Studies using propolis standardized extract (EPP-AF®) showed anti-inflammatory, healing, antimicrobial, antioxidant and antifungal activities and resulted in the approval of a patent request (PI0405483-0). Artepillin C, one of its biomarker, exhibited good oral bioavailability and presented itself as suitable molecule for anti-inflammatory drug development. Therefore to have its use approved as a new drug, clinical trials assessing the safety and efficacy of EPP-AF® are needed. One of the bottlenecks in the national drug development program lies on the assessment of cytochrome P450 (CYP) and transport proteins drug interactions profile.

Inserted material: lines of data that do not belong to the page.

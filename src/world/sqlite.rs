use std::collections::HashMap;
use std::path::Path;

use rusqlite::{params, Connection, OptionalExtension};
use thiserror::Error;

use crate::components::block::BlockDefinition;
use crate::components::world::BlockPosition;
use crate::core::world::{BlockBlueprint, GridBlueprint, WorldSnapshot};
use crate::simulation::identity::{Faction, Identity};

const WORLD_SCHEMA_VERSION: i64 = 1;

const WORLD_DB_SCHEMA: &str = r#"
CREATE TABLE IF NOT EXISTS world_meta (
  id INTEGER PRIMARY KEY CHECK (id = 1),
  schema_version INTEGER NOT NULL
);

CREATE TABLE IF NOT EXISTS identities (
  identity_id INTEGER PRIMARY KEY,
  display_name TEXT NOT NULL,
  is_npc INTEGER NOT NULL
);

CREATE TABLE IF NOT EXISTS factions (
  faction_id INTEGER PRIMARY KEY,
  tag TEXT NOT NULL,
  name TEXT NOT NULL
);

CREATE TABLE IF NOT EXISTS faction_members (
  faction_id INTEGER NOT NULL,
  identity_id INTEGER NOT NULL,
  PRIMARY KEY (faction_id, identity_id)
);

CREATE TABLE IF NOT EXISTS grids (
  grid_id INTEGER PRIMARY KEY,
  display_name TEXT NOT NULL
);

CREATE TABLE IF NOT EXISTS grid_owners (
  grid_id INTEGER NOT NULL,
  identity_id INTEGER NOT NULL,
  is_big_owner INTEGER NOT NULL,
  PRIMARY KEY (grid_id, identity_id)
);

CREATE TABLE IF NOT EXISTS blocks (
  block_id INTEGER PRIMARY KEY AUTOINCREMENT,
  grid_id INTEGER NOT NULL,
  type_id TEXT NOT NULL,
  subtype_id TEXT NOT NULL,
  pair_name TEXT NOT NULL,
  max_integrity REAL NOT NULL,
  x INTEGER NOT NULL,
  y INTEGER NOT NULL,
  z INTEGER NOT NULL,
  owner_id INTEGER NOT NULL,
  built_by INTEGER NOT NULL,
  enabled INTEGER
);
"#;

#[derive(Debug, Error)]
pub enum WorldDbError {
    #[error("sqlite error: {0}")]
    Sqlite(#[from] rusqlite::Error),
    #[error("{0}")]
    InvalidData(String),
}

pub struct WorldDb {
    conn: Connection,
}

impl WorldDb {
    pub fn open(path: impl AsRef<Path>) -> Result<Self, WorldDbError> {
        Self::with_connection(Connection::open(path)?)
    }

    pub fn open_in_memory() -> Result<Self, WorldDbError> {
        Self::with_connection(Connection::open_in_memory()?)
    }

    fn with_connection(conn: Connection) -> Result<Self, WorldDbError> {
        let mut db = Self { conn };
        db.conn.execute_batch(WORLD_DB_SCHEMA)?;
        db.ensure_world_meta()?;
        Ok(db)
    }

    pub fn load_snapshot(&self) -> Result<WorldSnapshot, WorldDbError> {
        Ok(WorldSnapshot {
            identities: self.load_identities()?,
            factions: self.load_factions()?,
            grids: self.load_grids()?,
        })
    }

    /// Replace everything stored with `snapshot`.
    pub fn save_snapshot(&mut self, snapshot: &WorldSnapshot) -> Result<(), WorldDbError> {
        let tx = self.conn.transaction()?;

        tx.execute("DELETE FROM identities", [])?;
        for identity in &snapshot.identities {
            tx.execute(
                "INSERT INTO identities (identity_id, display_name, is_npc) VALUES (?1, ?2, ?3)",
                params![
                    identity.identity_id,
                    identity.display_name,
                    if identity.is_npc { 1 } else { 0 }
                ],
            )?;
        }

        tx.execute("DELETE FROM factions", [])?;
        tx.execute("DELETE FROM faction_members", [])?;
        for faction in &snapshot.factions {
            tx.execute(
                "INSERT INTO factions (faction_id, tag, name) VALUES (?1, ?2, ?3)",
                params![faction.faction_id, faction.tag, faction.name],
            )?;
            for member in &faction.members {
                tx.execute(
                    "INSERT INTO faction_members (faction_id, identity_id) VALUES (?1, ?2)",
                    params![faction.faction_id, member],
                )?;
            }
        }

        tx.execute("DELETE FROM grids", [])?;
        tx.execute("DELETE FROM grid_owners", [])?;
        tx.execute("DELETE FROM blocks", [])?;
        for grid in &snapshot.grids {
            tx.execute(
                "INSERT INTO grids (grid_id, display_name) VALUES (?1, ?2)",
                params![grid.grid_id, grid.display_name],
            )?;
            for owner in &grid.big_owners {
                tx.execute(
                    "INSERT INTO grid_owners (grid_id, identity_id, is_big_owner) VALUES (?1, ?2, 1)",
                    params![grid.grid_id, owner],
                )?;
            }
            for owner in grid.small_owners.iter().filter(|o| !grid.big_owners.contains(o)) {
                tx.execute(
                    "INSERT INTO grid_owners (grid_id, identity_id, is_big_owner) VALUES (?1, ?2, 0)",
                    params![grid.grid_id, owner],
                )?;
            }
            for block in &grid.blocks {
                tx.execute(
                    "INSERT INTO blocks (grid_id, type_id, subtype_id, pair_name, max_integrity, x, y, z, owner_id, built_by, enabled) VALUES (?1, ?2, ?3, ?4, ?5, ?6, ?7, ?8, ?9, ?10, ?11)",
                    params![
                        grid.grid_id,
                        block.definition.type_id,
                        block.definition.subtype_id,
                        block.definition.pair_name,
                        block.definition.max_integrity as f64,
                        block.position.x,
                        block.position.y,
                        block.position.z,
                        block.owner_id,
                        block.built_by,
                        block.functional.map(|enabled| if enabled { 1 } else { 0 })
                    ],
                )?;
            }
        }

        tx.commit()?;
        Ok(())
    }

    fn ensure_world_meta(&mut self) -> Result<(), WorldDbError> {
        let version: Option<i64> = self
            .conn
            .query_row(
                "SELECT schema_version FROM world_meta WHERE id = 1",
                [],
                |row| row.get(0),
            )
            .optional()?;

        match version {
            None => {
                self.conn.execute(
                    "INSERT INTO world_meta (id, schema_version) VALUES (1, ?1)",
                    params![WORLD_SCHEMA_VERSION],
                )?;
                Ok(())
            }
            Some(WORLD_SCHEMA_VERSION) => Ok(()),
            Some(other) => Err(WorldDbError::InvalidData(format!(
                "unsupported world schema version {} (expected {})",
                other, WORLD_SCHEMA_VERSION
            ))),
        }
    }

    fn load_identities(&self) -> Result<Vec<Identity>, WorldDbError> {
        let mut stmt = self.conn.prepare(
            "SELECT identity_id, display_name, is_npc FROM identities ORDER BY identity_id",
        )?;
        let rows = stmt.query_map([], |row| {
            Ok(Identity {
                identity_id: row.get(0)?,
                display_name: row.get(1)?,
                is_npc: row.get::<_, i64>(2)? != 0,
            })
        })?;
        let mut identities = Vec::new();
        for row in rows {
            identities.push(row?);
        }
        Ok(identities)
    }

    fn load_factions(&self) -> Result<Vec<Faction>, WorldDbError> {
        let mut members: HashMap<i64, Vec<i64>> = HashMap::new();
        let mut stmt = self.conn.prepare(
            "SELECT faction_id, identity_id FROM faction_members ORDER BY faction_id, identity_id",
        )?;
        let mut rows = stmt.query([])?;
        while let Some(row) = rows.next()? {
            let faction_id: i64 = row.get(0)?;
            members.entry(faction_id).or_default().push(row.get(1)?);
        }

        let mut stmt = self
            .conn
            .prepare("SELECT faction_id, tag, name FROM factions ORDER BY faction_id")?;
        let mut rows = stmt.query([])?;
        let mut factions = Vec::new();
        while let Some(row) = rows.next()? {
            let faction_id: i64 = row.get(0)?;
            factions.push(Faction {
                faction_id,
                tag: row.get(1)?,
                name: row.get(2)?,
                members: members.remove(&faction_id).unwrap_or_default(),
            });
        }
        Ok(factions)
    }

    fn load_grids(&self) -> Result<Vec<GridBlueprint>, WorldDbError> {
        let mut owners = self.load_grid_owners()?;
        let mut blocks = self.load_blocks()?;

        let mut stmt = self
            .conn
            .prepare("SELECT grid_id, display_name FROM grids ORDER BY grid_id")?;
        let mut rows = stmt.query([])?;
        let mut grids = Vec::new();
        while let Some(row) = rows.next()? {
            let grid_id: i64 = row.get(0)?;
            let display_name: String = row.get(1)?;
            let (big_owners, small_owners) = owners.remove(&grid_id).unwrap_or_default();
            grids.push(GridBlueprint {
                grid_id,
                display_name,
                big_owners,
                small_owners,
                blocks: blocks.remove(&grid_id).unwrap_or_default(),
            });
        }

        if let Some(orphan) = blocks.keys().next() {
            return Err(WorldDbError::InvalidData(format!(
                "blocks reference unknown grid {}",
                orphan
            )));
        }
        Ok(grids)
    }

    /// grid id -> (big owners, every owner)
    fn load_grid_owners(&self) -> Result<HashMap<i64, (Vec<i64>, Vec<i64>)>, WorldDbError> {
        let mut stmt = self.conn.prepare(
            "SELECT grid_id, identity_id, is_big_owner FROM grid_owners ORDER BY grid_id, is_big_owner DESC, identity_id",
        )?;
        let mut rows = stmt.query([])?;
        let mut owners: HashMap<i64, (Vec<i64>, Vec<i64>)> = HashMap::new();
        while let Some(row) = rows.next()? {
            let grid_id: i64 = row.get(0)?;
            let identity_id: i64 = row.get(1)?;
            let is_big = row.get::<_, i64>(2)? != 0;
            let entry = owners.entry(grid_id).or_default();
            if is_big {
                entry.0.push(identity_id);
            }
            entry.1.push(identity_id);
        }
        Ok(owners)
    }

    fn load_blocks(&self) -> Result<HashMap<i64, Vec<BlockBlueprint>>, WorldDbError> {
        let mut stmt = self.conn.prepare(
            "SELECT grid_id, type_id, subtype_id, pair_name, max_integrity, x, y, z, owner_id, built_by, enabled FROM blocks ORDER BY block_id",
        )?;
        let mut rows = stmt.query([])?;
        let mut blocks: HashMap<i64, Vec<BlockBlueprint>> = HashMap::new();
        while let Some(row) = rows.next()? {
            let grid_id: i64 = row.get(0)?;
            let max_integrity = row.get::<_, f64>(4)?;
            if max_integrity <= 0.0 {
                return Err(WorldDbError::InvalidData(format!(
                    "block on grid {} has non-positive max integrity {}",
                    grid_id, max_integrity
                )));
            }
            let definition = BlockDefinition {
                type_id: row.get(1)?,
                subtype_id: row.get(2)?,
                pair_name: row.get(3)?,
                max_integrity: max_integrity as f32,
            };
            blocks.entry(grid_id).or_default().push(BlockBlueprint {
                definition,
                position: BlockPosition {
                    x: row.get(5)?,
                    y: row.get(6)?,
                    z: row.get(7)?,
                },
                owner_id: row.get(8)?,
                built_by: row.get(9)?,
                functional: row.get::<_, Option<i64>>(10)?.map(|enabled| enabled != 0),
            });
        }
        Ok(blocks)
    }
}

impl crate::world::repository::WorldRepository for WorldDb {
    fn load_snapshot(&self) -> Result<WorldSnapshot, Box<dyn std::error::Error>> {
        Ok(WorldDb::load_snapshot(self)?)
    }

    fn save_snapshot(&mut self, snapshot: &WorldSnapshot) -> Result<(), Box<dyn std::error::Error>> {
        Ok(WorldDb::save_snapshot(self, snapshot)?)
    }
}

#[cfg(test)]
mod tests {
    use super::*;
    use crate::world::repository::WorldRepository;

    fn snapshot() -> WorldSnapshot {
        WorldSnapshot {
            identities: vec![
                Identity {
                    identity_id: 1,
                    display_name: "Alice".to_string(),
                    is_npc: false,
                },
                Identity {
                    identity_id: 2,
                    display_name: "Drone".to_string(),
                    is_npc: true,
                },
            ],
            factions: vec![Faction {
                faction_id: 300,
                tag: "MINE".to_string(),
                name: "Miners Guild".to_string(),
                members: vec![1, 2],
            }],
            grids: vec![GridBlueprint {
                grid_id: 100,
                display_name: "Hauler".to_string(),
                big_owners: vec![1],
                small_owners: vec![1, 2],
                blocks: vec![
                    BlockBlueprint::basic("Reactor", 1).functional(true).at(0, 1, 2),
                    BlockBlueprint::basic("Armor", 2).built_by(1),
                ],
            }],
        }
    }

    #[test]
    fn stored_world_loads_back() {
        let mut db = WorldDb::open_in_memory().unwrap();
        db.save_snapshot(&snapshot()).unwrap();

        let loaded = db.load_snapshot().unwrap();

        assert_eq!(loaded.identities, snapshot().identities);
        assert_eq!(loaded.factions, snapshot().factions);
        let grid = &loaded.grids[0];
        assert_eq!(grid.display_name, "Hauler");
        assert_eq!(grid.big_owners, vec![1]);
        assert_eq!(grid.small_owners, vec![1, 2]);
        assert_eq!(grid.blocks.len(), 2);
        assert_eq!(grid.blocks[0].functional, Some(true));
        assert_eq!(grid.blocks[0].position, BlockPosition { x: 0, y: 1, z: 2 });
        assert_eq!(grid.blocks[1].functional, None);
        assert_eq!(grid.blocks[1].owner_id, 2);
        assert_eq!(grid.blocks[1].built_by, 1);
    }

    #[test]
    fn saving_replaces_previous_contents() {
        let mut db = WorldDb::open_in_memory().unwrap();
        db.save_snapshot(&snapshot()).unwrap();
        db.save_snapshot(&WorldSnapshot::default()).unwrap();

        let loaded = db.load_snapshot().unwrap();
        assert!(loaded.identities.is_empty());
        assert!(loaded.factions.is_empty());
        assert!(loaded.grids.is_empty());
    }

    #[test]
    fn reopening_a_file_keeps_the_world() {
        let dir = tempfile::tempdir().unwrap();
        let path = dir.path().join("world.db");
        {
            let mut db = WorldDb::open(&path).unwrap();
            WorldRepository::save_snapshot(&mut db, &snapshot()).unwrap();
        }

        let db = WorldDb::open(&path).unwrap();
        let loaded = WorldRepository::load_snapshot(&db).unwrap();
        assert_eq!(loaded.grids.len(), 1);
    }

    #[test]
    fn orphan_blocks_are_rejected() {
        let db = WorldDb::open_in_memory().unwrap();
        db.conn
            .execute(
                "INSERT INTO blocks (grid_id, type_id, subtype_id, pair_name, max_integrity, x, y, z, owner_id, built_by, enabled) VALUES (7, 'Reactor', 'Reactor', 'Reactor', 10.0, 0, 0, 0, 1, 1, NULL)",
                [],
            )
            .unwrap();

        assert!(matches!(db.load_snapshot(), Err(WorldDbError::InvalidData(_))));
    }

    #[test]
    fn unknown_schema_version_is_rejected() {
        let dir = tempfile::tempdir().unwrap();
        let path = dir.path().join("world.db");
        {
            let db = WorldDb::open(&path).unwrap();
            db.conn
                .execute("UPDATE world_meta SET schema_version = 99 WHERE id = 1", [])
                .unwrap();
        }

        assert!(matches!(WorldDb::open(&path), Err(WorldDbError::InvalidData(_))));
    }
}
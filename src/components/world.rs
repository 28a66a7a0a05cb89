use bevy_ecs::prelude::*;
use serde::{Deserialize, Serialize};

/// Owner id meaning "nobody". Never resolves to a grid, identity or faction.
pub const UNOWNED: i64 = 0;

/// Stable identifier for addressing grids externally.
///
/// Grids, identities and factions share one id space, so a quota counter keyed
/// by an owner id can point at any of the three.
#[derive(Component, Debug, Clone, Copy, PartialEq, Eq, Hash, Serialize, Deserialize)]
pub struct EntityId(pub i64);

/// Cell coordinates of a block inside its grid.
#[derive(Debug, Clone, Copy, PartialEq, Eq, Hash, Default, Serialize, Deserialize)]
pub struct BlockPosition {
    pub x: i32,
    pub y: i32,
    pub z: i32,
}
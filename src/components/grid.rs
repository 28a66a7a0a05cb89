use bevy_ecs::prelude::*;

/// An aggregate of blocks with one or more owners.
#[derive(Component, Debug, Clone, Default)]
pub struct Grid {
    pub display_name: String,
    /// Identities holding the largest share of the grid.
    pub big_owners: Vec<i64>,
    /// Every identity that owns at least one block on the grid.
    pub small_owners: Vec<i64>,
    pub blocks: Vec<Entity>,
}

impl Grid {
    pub fn has_owners(&self) -> bool {
        !self.big_owners.is_empty()
    }

    pub fn detach_block(&mut self, block: Entity) -> bool {
        let before = self.blocks.len();
        self.blocks.retain(|entity| *entity != block);
        self.blocks.len() != before
    }
}
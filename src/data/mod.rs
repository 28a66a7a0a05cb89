pub mod limits;
pub mod exceptions;
pub mod matching;
pub mod ownership;

pub use exceptions::{is_excepted, ExceptionSet};
pub use matching::is_match;
pub use ownership::{
    is_npc_controlled, is_resolvable, owns_unit, resolve_owner, OwnerScope, OwnershipContext,
    ResolvedOwner,
};
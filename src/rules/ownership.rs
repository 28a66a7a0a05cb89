use bevy_ecs::prelude::*;

use crate::components::world::UNOWNED;
use crate::data::limits::{BlockOwnerState, LimitItem};
use crate::simulation::identity::{Faction, FactionRegistry, Identity, IdentityRegistry};
use crate::simulation::inventory::{GridQuery, GridRef, UnitInventory, UnitRef};

/// Everything a cycle reads to decide who owns what.
pub struct OwnershipContext<'w> {
    pub inventory: UnitInventory<'w>,
    pub identities: &'w IdentityRegistry,
    pub factions: &'w FactionRegistry,
}

impl<'w> OwnershipContext<'w> {
    /// Returns `None` when the identity or faction registry is missing.
    pub fn capture(world: &'w World, grids: &mut GridQuery) -> Option<Self> {
        Some(Self {
            inventory: UnitInventory::capture(world, grids),
            identities: world.get_resource::<IdentityRegistry>()?,
            factions: world.get_resource::<FactionRegistry>()?,
        })
    }

    /// Faction tag of the unit's owner, falling back to the grid's first big owner.
    pub fn unit_faction_tag(&self, unit: &UnitRef<'w>) -> Option<&'w str> {
        let owner = if unit.block.owner_id != UNOWNED {
            unit.block.owner_id
        } else {
            *self.inventory.grid_of(unit)?.grid.big_owners.first()?
        };
        self.factions.tag_of(owner)
    }
}

#[derive(Debug, Clone, Copy, PartialEq, Eq)]
pub enum OwnerScope {
    Grid,
    Player,
    Faction,
}

/// The concrete target an owner id resolved to under a limit.
#[derive(Debug, Clone, Copy)]
pub enum ResolvedOwner<'a, 'w> {
    Grid(&'a GridRef<'w>),
    Player(&'w Identity),
    Faction(&'w Faction),
}

impl ResolvedOwner<'_, '_> {
    pub fn scope(&self) -> OwnerScope {
        match self {
            ResolvedOwner::Grid(_) => OwnerScope::Grid,
            ResolvedOwner::Player(_) => OwnerScope::Player,
            ResolvedOwner::Faction(_) => OwnerScope::Faction,
        }
    }
}

/// The unowned sentinel never resolves; callers prune such entries.
pub fn is_resolvable(owner_id: i64) -> bool {
    owner_id != UNOWNED
}

/// Resolve an owner id in priority order: grid, then player, then faction.
///
/// Only scopes enabled on the limit are tried. A grid without owners is not a
/// valid target and ends the resolution.
pub fn resolve_owner<'a, 'w>(
    owner_id: i64,
    item: &LimitItem,
    ctx: &'a OwnershipContext<'w>,
) -> Option<ResolvedOwner<'a, 'w>> {
    if !is_resolvable(owner_id) {
        return None;
    }

    if item.limit_grids {
        if let Some(grid) = ctx.inventory.grid(owner_id) {
            if !grid.grid.has_owners() {
                return None;
            }
            return Some(ResolvedOwner::Grid(grid));
        }
    }

    if item.limit_players {
        if let Some(identity) = ctx.identities.get(owner_id) {
            return Some(ResolvedOwner::Player(identity));
        }
    }

    if item.limit_faction {
        if let Some(faction) = ctx.factions.get(owner_id) {
            return Some(ResolvedOwner::Faction(faction));
        }
    }

    None
}

/// True when the resolved grid or faction is controlled only by NPC identities.
///
/// Player entries are never treated as NPC controlled, and neither is a grid
/// with no big owners.
pub fn is_npc_controlled(owner: &ResolvedOwner<'_, '_>, ctx: &OwnershipContext<'_>) -> bool {
    match owner {
        ResolvedOwner::Grid(grid) => {
            let owners = &grid.grid.big_owners;
            !owners.is_empty() && owners.iter().all(|owner| ctx.identities.is_npc(*owner))
        }
        ResolvedOwner::Player(_) => false,
        ResolvedOwner::Faction(faction) => faction.is_everyone_npc(ctx.identities),
    }
}

/// True when `unit` belongs to the resolved owner.
pub fn owns_unit<'w>(
    owner: &ResolvedOwner<'_, 'w>,
    unit: &UnitRef<'w>,
    state: BlockOwnerState,
    ctx: &OwnershipContext<'w>,
) -> bool {
    match owner {
        ResolvedOwner::Grid(grid) => unit.grid_id == grid.grid_id,
        ResolvedOwner::Player(identity) => player_owns(identity.identity_id, unit, state, ctx),
        ResolvedOwner::Faction(faction) => ctx
            .unit_faction_tag(unit)
            .map(|tag| tag == faction.tag)
            .unwrap_or(false),
    }
}

fn player_owns(
    identity_id: i64,
    unit: &UnitRef<'_>,
    state: BlockOwnerState,
    ctx: &OwnershipContext<'_>,
) -> bool {
    match state {
        BlockOwnerState::OwnedBy => unit.block.owner_id == identity_id,
        BlockOwnerState::BuiltBy => unit.block.built_by == identity_id,
        BlockOwnerState::GridMajorityOwner => ctx
            .inventory
            .grid_of(unit)
            .map(|grid| grid.grid.big_owners.contains(&identity_id))
            .unwrap_or(false),
        BlockOwnerState::GridShareholder => ctx
            .inventory
            .grid_of(unit)
            .map(|grid| {
                grid.grid.big_owners.contains(&identity_id)
                    || grid.grid.small_owners.contains(&identity_id)
            })
            .unwrap_or(false),
    }
}
use std::env;
use std::path::PathBuf;

use tracing_subscriber::EnvFilter;

use block_limiter::world::{WorldDb, WorldRepository};
use block_limiter::{Limiter, LimiterConfig};

struct RunArgs {
    world_path: PathBuf,
    config_path: PathBuf,
    ticks: u64,
}

fn main() {
    tracing_subscriber::fmt()
        .with_env_filter(
            EnvFilter::try_from_default_env().unwrap_or_else(|_| EnvFilter::new("info")),
        )
        .init();

    let args = match parse_args(env::args().skip(1).collect()) {
        Ok(args) => args,
        Err(message) => {
            eprintln!("{}", message);
            eprintln!("Usage: block-limiter [--world <db>] [--config <json>] [--ticks <n>]");
            std::process::exit(1);
        }
    };

    if !args.world_path.exists() {
        eprintln!(
            "World DB not found at {}. Use --world <path> to point at a valid SQLite file.",
            args.world_path.display()
        );
        std::process::exit(1);
    }

    let world_repo: Box<dyn WorldRepository> = match WorldDb::open(&args.world_path) {
        Ok(db) => Box::new(db),
        Err(err) => {
            eprintln!("Failed to open world DB: {}", err);
            std::process::exit(1);
        }
    };
    let snapshot = match world_repo.load_snapshot() {
        Ok(snapshot) => snapshot,
        Err(err) => {
            eprintln!("Failed to load world: {}", err);
            std::process::exit(1);
        }
    };

    let config = match LimiterConfig::load_from_path(&args.config_path) {
        Ok(config) => config,
        Err(err) => {
            eprintln!("Failed to load limits: {}", err);
            std::process::exit(1);
        }
    };

    println!(
        "Loaded {} grids, {} identities, {} factions and {} limits",
        snapshot.grids.len(),
        snapshot.identities.len(),
        snapshot.factions.len(),
        config.limits.len()
    );

    let mut limiter = Limiter::with_snapshot(config, &snapshot);
    for _ in 0..args.ticks {
        let summary = limiter.tick();
        if summary.report.total() == 0 {
            continue;
        }
        println!(
            "tick {}: applied={} skipped={} failed={}",
            summary.tick, summary.report.applied, summary.report.skipped, summary.report.failed
        );
        for event in &limiter.punishment_log().events {
            println!(
                "  {:?} {} on {}",
                event.punishment, event.pair_name, event.grid_name
            );
        }
    }

    print_usage(limiter.config());
}

fn parse_args(args: Vec<String>) -> Result<RunArgs, String> {
    let mut iter = args.iter();
    let mut run = RunArgs {
        world_path: PathBuf::from("./assets/db/world.db"),
        config_path: PathBuf::from("./assets/data/limits.json"),
        ticks: 1,
    };
    while let Some(arg) = iter.next() {
        match arg.as_str() {
            "--world" => {
                if let Some(value) = iter.next() {
                    run.world_path = PathBuf::from(value);
                }
            }
            "--config" => {
                if let Some(value) = iter.next() {
                    run.config_path = PathBuf::from(value);
                }
            }
            "--ticks" => {
                let value = iter.next().ok_or("--ticks needs a value")?;
                run.ticks = value
                    .parse()
                    .map_err(|_| format!("Invalid tick count: {}", value))?;
            }
            other => return Err(format!("Unknown argument: {}", other)),
        }
    }
    Ok(run)
}

fn print_usage(config: &LimiterConfig) {
    for item in &config.limits {
        let mut owners: Vec<_> = item.found_entities.iter().collect();
        owners.sort();
        println!("{} (limit {}):", item.label(), item.limit);
        for (owner_id, count) in owners {
            println!("  owner {} -> {}", owner_id, count);
        }
    }
}
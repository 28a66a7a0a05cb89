pub mod ecs;
pub mod world;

This matter is even more relevant when dealing with natural products which are multi-component compounds that hamper in vitro studies. In this scenario the main goal of this project is to perform a clinical trial to evaluate the influence of EPP-AF® over the major CYP isoforms through an in vivo assay using multiple drug biomarkers (Cooperstown Cocktail) according to the FDA (Food and Drug Administration, 2006) guidance to clinical drug development. This study also intends to obtain data from an in vitro assay regarding EPP-AF® metabolism in collaboration with a University abroad and compare to data obtained in in vivo assays. We expect this comparison will help us to understand the advantages and limitations of using in vitro assays with a compound derived from a natural product regarding the use of in vivo methodologies. This study is an open-label, two-phase non-randomized clinical trial: control and EPP-AF® treatment (125 mg/8h for 15 days). Sixteen healthy volunteers subject to Cooperstown 5+1 Cocktail, midazolam (0.025 mg/Kg intravenous), caffeine (100 mg orally), omeprazole (20 mg orally), metoprolol (100 mg orally) and losartan (25 mg orally) will be investigated. Clearance and metabolic ratio will be calculated to asses CYP1A2, CYP2C19, CYP2D6, CYP3A, XO (xanthine oxidase) and NAT2 activities. Data will be reported as 90% confidence interval about the geometric mean ratio of the observed pharmacokinetic measures with and without the interacting drug and analyzed with the use of non-parametric repeated measures ANOVA and Mann-Whitney or Wilcoxon for safety protocols. The limit of signicance accepted for all statistical analyses are those with p<0.10 (safety, FDA 2012).